Calcitic and ankeritic carbonatite were identified and mapped using the short wave infrared (SWIR) region of the ASTER data due to a slight shift of the CO3 absorption feature toward 2.26 micrometers (ASTER band 7) in the ankeritic carbonatite spectra. Spectral assessment using ASTER SWIR data suggests that the area is covered by extensive carbonatite flows that contain calcite, ankerite, and muscovite, though some areas mapped as ankeritic carbonatite on a pre-existing geologic map were not identified in the ASTER data. A contact aureole shown on the geologic map was defined using an ASTER false color composite image (R=6, G=3, B=1) and a logical operator byte image. The contact aureole rocks exhibit Fe²⁺, Al-OH, and CO3 spectral absorption features at 1.65, 2.2 and 2.33 micrometers, respectively, which suggest that the contact aureole rocks contain muscovite, epidote, and chlorite.

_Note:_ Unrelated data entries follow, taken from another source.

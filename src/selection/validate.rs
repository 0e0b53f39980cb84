//! Structural checks for selection trees.
//!
//! Every public operation preserves these invariants; the checks exist so
//! tests, fuzzers and `TryFrom<Node>` can verify trees built elsewhere.

use thiserror::Error;

use super::interval::Interval;
use super::node::Node;

/// The first broken invariant found in a tree.
#[derive(Error, Debug, Clone, Copy, PartialEq, Eq)]
pub enum InvariantViolation {
    #[error("node bounds {stored} do not match children span {expected}")]
    StaleBounds { stored: Interval, expected: Interval },

    #[error("leaves {left} and {right} are out of order or overlap")]
    Unordered { left: Interval, right: Interval },

    #[error("leaves {left} and {right} touch and should have been merged")]
    Unmerged { left: Interval, right: Interval },
}

/// Check bounds on every internal node and the ordering of consecutive
/// leaves.
pub(crate) fn check(root: &Node) -> Result<(), InvariantViolation> {
    check_bounds(root)?;
    let mut previous: Option<Interval> = None;
    for leaf in super::iter::Ranges::new(Some(root)) {
        if let Some(left) = previous {
            if leaf.start() <= left.end() {
                return Err(InvariantViolation::Unordered { left, right: leaf });
            }
            if !left.precedes(&leaf) {
                return Err(InvariantViolation::Unmerged { left, right: leaf });
            }
        }
        previous = Some(leaf);
    }
    return Ok(());
}

fn check_bounds(node: &Node) -> Result<(), InvariantViolation> {
    if let Node::Internal { bounds, left, right } = node {
        check_bounds(left)?;
        check_bounds(right)?;
        let (start, end) = (left.bounds().start(), right.bounds().end());
        if start > end || bounds.start() != start || bounds.end() != end {
            return Err(InvariantViolation::StaleBounds {
                stored: *bounds,
                expected: Interval::new_unchecked(start.min(end), end.max(start)),
            });
        }
    }
    return Ok(());
}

Visible through short-wave infrared spectral features were used to map: (1) laterally extensive calcitic carbonatite that covers most of the crater and areas northeast of the crater; (2) ankeritic carbonatite located southeast and north of the crater and some small deposits located within the crater; (3) agglomerate that primarily covers the inside rim of the crater and a small area west of the crater; (4) a crater rim that consists mostly of epidote-chlorite-muscovite-rich metamorphosed argillite and sandstone; and (5) iron (Fe³⁺) and muscovite-illite-rich rocks and iron-rich eolian sands surrounding the western part of the volcano. Thermal infrared spectral features were used to map laterally extensive carbonatitic and mafic rocks surrounded by quartz-rich eolian and fluvial reworked sediments.